WORK TASK => Identify each line in the records below that contains the word "creando", and copy it.

• • • • • • •

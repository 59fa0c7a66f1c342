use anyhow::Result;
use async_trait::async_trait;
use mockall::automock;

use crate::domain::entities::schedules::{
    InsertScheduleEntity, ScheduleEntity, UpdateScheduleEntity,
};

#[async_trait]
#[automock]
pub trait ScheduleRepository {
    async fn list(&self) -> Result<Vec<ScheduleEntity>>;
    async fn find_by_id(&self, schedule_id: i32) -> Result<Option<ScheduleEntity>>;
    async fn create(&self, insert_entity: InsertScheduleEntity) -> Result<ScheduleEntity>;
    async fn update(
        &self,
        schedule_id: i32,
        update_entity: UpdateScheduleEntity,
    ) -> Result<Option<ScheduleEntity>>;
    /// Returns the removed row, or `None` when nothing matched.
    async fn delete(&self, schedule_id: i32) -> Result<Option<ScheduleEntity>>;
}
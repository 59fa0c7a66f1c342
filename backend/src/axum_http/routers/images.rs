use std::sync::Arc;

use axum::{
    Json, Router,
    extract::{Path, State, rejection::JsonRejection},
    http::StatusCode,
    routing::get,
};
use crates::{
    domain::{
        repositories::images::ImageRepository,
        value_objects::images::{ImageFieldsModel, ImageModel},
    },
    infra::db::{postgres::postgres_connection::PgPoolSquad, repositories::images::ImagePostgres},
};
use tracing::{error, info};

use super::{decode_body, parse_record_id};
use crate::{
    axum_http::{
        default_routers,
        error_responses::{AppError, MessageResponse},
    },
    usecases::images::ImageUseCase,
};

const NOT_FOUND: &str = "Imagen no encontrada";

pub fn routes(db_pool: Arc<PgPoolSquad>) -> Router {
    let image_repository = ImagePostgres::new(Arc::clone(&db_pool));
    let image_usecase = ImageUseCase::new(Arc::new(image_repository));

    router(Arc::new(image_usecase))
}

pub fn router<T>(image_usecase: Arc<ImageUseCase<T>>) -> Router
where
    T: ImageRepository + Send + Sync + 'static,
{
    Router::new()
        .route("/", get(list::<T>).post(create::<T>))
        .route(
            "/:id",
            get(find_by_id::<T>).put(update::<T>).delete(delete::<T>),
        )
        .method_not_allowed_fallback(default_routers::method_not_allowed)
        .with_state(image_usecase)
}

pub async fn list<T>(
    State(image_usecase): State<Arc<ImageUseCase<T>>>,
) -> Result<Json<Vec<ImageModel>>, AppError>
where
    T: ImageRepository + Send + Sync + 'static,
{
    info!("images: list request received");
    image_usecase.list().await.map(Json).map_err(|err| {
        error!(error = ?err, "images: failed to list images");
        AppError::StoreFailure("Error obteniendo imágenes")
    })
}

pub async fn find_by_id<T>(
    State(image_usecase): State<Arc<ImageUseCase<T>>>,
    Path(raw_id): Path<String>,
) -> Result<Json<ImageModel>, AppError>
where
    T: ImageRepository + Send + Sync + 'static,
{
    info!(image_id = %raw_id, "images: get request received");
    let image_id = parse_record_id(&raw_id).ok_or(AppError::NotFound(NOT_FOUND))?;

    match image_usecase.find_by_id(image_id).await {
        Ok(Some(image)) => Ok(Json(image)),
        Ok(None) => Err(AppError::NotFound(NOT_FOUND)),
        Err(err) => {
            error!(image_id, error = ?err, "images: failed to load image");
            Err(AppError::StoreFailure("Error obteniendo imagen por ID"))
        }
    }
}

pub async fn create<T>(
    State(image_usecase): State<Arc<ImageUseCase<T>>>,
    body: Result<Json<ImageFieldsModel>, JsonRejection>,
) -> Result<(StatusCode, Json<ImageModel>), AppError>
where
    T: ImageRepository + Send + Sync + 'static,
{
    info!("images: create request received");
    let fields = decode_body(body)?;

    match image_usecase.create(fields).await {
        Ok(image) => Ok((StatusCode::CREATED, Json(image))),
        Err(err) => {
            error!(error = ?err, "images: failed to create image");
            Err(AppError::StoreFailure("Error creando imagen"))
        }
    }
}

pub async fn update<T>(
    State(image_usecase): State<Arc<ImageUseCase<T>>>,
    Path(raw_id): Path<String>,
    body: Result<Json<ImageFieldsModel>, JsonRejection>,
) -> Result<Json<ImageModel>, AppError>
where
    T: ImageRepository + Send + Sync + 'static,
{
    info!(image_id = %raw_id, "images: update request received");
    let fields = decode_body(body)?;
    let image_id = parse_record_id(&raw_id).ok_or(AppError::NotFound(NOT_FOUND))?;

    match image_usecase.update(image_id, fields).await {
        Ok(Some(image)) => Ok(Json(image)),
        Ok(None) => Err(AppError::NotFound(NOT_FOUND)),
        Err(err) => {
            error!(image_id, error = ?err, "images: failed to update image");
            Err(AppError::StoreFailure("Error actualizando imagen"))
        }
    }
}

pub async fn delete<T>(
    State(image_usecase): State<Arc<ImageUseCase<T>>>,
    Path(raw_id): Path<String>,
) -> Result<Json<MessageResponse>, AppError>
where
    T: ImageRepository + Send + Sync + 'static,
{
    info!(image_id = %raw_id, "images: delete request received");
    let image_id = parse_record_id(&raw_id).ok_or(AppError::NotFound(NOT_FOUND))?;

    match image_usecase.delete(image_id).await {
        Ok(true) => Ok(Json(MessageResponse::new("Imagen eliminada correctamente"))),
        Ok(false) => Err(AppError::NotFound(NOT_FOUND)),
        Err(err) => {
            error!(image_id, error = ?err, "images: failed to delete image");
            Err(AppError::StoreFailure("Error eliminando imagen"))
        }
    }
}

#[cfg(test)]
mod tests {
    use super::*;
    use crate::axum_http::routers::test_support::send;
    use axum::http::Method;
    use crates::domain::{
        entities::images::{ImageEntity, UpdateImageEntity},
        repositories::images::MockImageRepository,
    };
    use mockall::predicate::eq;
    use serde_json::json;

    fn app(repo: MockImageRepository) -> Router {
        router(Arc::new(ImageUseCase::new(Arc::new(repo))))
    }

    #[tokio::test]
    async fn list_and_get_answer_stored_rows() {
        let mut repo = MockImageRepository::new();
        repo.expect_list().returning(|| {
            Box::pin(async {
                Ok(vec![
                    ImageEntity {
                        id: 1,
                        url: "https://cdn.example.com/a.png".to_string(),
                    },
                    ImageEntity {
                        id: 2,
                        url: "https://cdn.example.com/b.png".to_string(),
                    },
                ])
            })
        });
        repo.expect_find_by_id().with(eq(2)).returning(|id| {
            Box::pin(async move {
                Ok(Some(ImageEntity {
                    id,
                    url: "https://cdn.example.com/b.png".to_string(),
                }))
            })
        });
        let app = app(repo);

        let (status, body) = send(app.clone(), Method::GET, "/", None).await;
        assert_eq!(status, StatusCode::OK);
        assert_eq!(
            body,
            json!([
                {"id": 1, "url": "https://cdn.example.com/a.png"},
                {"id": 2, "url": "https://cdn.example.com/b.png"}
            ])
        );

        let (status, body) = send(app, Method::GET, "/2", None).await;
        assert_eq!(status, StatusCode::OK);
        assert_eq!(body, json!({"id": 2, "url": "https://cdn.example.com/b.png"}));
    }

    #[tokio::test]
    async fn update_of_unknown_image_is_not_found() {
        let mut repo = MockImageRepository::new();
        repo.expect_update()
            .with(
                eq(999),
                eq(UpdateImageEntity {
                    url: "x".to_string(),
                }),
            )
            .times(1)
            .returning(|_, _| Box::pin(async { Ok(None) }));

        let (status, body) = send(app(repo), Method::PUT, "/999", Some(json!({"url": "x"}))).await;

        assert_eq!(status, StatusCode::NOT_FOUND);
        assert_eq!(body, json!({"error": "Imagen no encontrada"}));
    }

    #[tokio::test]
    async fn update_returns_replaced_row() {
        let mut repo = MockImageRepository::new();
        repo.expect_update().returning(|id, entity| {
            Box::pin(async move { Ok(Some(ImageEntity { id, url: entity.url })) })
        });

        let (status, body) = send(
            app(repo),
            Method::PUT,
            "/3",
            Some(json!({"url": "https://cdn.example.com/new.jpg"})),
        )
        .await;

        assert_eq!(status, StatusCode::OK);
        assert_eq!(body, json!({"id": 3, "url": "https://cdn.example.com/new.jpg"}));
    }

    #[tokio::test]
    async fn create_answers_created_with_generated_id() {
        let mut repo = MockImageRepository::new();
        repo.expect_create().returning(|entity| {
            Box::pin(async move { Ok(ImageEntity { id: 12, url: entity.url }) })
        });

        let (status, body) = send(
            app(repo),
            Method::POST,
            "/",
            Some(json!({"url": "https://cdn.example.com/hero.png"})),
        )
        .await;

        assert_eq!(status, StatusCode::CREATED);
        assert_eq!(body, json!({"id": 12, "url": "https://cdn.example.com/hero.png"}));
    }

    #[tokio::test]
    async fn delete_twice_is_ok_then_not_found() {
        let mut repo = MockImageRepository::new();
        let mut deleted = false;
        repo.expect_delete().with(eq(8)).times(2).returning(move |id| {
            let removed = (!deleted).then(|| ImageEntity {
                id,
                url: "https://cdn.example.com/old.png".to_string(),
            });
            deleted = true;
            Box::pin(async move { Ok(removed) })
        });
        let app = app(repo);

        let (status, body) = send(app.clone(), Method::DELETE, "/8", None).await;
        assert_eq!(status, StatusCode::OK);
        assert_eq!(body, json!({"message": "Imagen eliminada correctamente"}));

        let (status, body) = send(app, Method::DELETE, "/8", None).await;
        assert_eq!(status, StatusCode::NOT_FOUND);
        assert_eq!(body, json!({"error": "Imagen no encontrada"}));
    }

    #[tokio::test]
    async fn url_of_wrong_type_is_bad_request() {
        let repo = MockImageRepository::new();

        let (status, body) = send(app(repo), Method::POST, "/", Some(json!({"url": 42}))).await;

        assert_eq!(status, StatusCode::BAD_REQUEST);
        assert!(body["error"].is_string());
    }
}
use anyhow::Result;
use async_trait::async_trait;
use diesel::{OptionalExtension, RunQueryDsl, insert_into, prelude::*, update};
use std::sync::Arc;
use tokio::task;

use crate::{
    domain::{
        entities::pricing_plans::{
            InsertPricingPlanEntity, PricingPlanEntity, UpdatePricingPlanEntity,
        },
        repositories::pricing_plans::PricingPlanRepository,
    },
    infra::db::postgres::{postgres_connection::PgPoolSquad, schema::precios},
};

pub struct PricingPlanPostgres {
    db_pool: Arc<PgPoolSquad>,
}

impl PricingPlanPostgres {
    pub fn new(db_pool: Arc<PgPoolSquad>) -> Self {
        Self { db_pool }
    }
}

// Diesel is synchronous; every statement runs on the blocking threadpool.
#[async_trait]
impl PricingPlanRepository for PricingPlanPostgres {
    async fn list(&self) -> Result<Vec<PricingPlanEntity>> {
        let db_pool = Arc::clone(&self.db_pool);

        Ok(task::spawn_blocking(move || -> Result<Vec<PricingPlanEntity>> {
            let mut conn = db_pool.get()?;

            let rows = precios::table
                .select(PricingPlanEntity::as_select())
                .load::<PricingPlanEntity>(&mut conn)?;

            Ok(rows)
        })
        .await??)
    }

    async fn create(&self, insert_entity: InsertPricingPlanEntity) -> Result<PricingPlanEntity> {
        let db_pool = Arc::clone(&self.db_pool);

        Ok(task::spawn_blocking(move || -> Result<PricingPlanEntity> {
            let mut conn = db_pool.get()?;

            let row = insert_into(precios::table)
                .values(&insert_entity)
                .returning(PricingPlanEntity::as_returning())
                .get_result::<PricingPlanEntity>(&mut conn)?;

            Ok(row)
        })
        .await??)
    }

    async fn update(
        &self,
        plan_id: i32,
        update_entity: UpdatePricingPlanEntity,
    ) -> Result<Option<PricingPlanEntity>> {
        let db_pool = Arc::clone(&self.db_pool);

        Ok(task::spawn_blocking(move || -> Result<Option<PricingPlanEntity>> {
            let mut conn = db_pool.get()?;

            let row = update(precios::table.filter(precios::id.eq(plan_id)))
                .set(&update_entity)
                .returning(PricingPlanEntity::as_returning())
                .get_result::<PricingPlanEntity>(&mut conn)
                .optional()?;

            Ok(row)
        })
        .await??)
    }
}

• • • • • • •

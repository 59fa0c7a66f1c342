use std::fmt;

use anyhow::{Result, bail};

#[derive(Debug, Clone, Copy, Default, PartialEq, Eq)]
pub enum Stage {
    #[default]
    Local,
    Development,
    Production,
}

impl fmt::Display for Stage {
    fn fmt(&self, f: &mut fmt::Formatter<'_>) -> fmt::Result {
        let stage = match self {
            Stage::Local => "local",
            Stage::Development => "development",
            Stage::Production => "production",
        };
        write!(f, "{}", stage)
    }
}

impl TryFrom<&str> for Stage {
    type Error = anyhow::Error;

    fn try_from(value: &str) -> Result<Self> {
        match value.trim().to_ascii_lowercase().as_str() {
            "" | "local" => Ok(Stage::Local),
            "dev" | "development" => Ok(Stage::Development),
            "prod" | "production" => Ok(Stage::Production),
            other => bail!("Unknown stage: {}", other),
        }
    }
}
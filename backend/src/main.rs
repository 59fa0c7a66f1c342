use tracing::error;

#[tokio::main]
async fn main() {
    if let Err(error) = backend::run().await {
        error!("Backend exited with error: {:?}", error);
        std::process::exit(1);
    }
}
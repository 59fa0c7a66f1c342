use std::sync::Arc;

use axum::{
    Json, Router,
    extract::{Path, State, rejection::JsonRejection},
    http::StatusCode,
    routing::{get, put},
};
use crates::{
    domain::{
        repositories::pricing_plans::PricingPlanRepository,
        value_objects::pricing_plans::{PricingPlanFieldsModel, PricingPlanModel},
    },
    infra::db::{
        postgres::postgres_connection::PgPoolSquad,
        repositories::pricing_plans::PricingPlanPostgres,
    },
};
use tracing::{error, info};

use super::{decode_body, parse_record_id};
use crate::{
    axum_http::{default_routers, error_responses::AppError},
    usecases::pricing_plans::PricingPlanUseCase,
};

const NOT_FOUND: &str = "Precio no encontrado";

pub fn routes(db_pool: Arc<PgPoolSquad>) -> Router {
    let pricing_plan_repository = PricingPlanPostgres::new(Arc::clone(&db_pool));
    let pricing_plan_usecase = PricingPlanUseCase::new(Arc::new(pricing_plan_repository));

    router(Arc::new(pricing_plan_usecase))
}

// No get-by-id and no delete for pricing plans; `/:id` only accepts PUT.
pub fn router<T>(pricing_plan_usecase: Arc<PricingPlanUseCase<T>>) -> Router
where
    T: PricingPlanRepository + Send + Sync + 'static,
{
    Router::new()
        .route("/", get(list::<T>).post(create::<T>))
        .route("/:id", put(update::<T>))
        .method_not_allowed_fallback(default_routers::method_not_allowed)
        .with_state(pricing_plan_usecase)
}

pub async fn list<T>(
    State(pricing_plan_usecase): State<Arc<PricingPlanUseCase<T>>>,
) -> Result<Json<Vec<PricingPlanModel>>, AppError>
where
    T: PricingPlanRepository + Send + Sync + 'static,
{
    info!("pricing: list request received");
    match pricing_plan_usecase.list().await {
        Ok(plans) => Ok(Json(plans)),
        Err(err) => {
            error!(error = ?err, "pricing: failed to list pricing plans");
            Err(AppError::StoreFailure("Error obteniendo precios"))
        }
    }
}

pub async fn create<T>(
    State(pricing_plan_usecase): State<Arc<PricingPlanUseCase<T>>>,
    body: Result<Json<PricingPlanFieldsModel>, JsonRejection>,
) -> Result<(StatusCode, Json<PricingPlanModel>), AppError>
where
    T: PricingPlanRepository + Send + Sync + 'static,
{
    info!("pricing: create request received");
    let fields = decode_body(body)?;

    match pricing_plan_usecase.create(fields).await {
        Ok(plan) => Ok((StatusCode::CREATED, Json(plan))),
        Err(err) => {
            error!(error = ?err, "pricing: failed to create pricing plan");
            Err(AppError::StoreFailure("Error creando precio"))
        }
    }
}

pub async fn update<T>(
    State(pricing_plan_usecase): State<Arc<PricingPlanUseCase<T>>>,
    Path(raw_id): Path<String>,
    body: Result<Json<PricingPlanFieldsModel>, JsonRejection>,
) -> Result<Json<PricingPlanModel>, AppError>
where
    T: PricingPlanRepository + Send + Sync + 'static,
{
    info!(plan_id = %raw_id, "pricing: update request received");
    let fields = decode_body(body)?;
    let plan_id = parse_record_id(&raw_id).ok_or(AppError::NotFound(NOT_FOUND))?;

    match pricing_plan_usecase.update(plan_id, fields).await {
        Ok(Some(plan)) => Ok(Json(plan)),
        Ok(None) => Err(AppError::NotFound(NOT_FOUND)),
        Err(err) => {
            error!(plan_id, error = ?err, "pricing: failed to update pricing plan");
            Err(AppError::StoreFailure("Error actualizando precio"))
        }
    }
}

• • • • • • •

SOLUTION =>
            Err(AppError::StoreFailure("Error creando imagen"))
            Err(AppError::StoreFailure("Error creando precio"))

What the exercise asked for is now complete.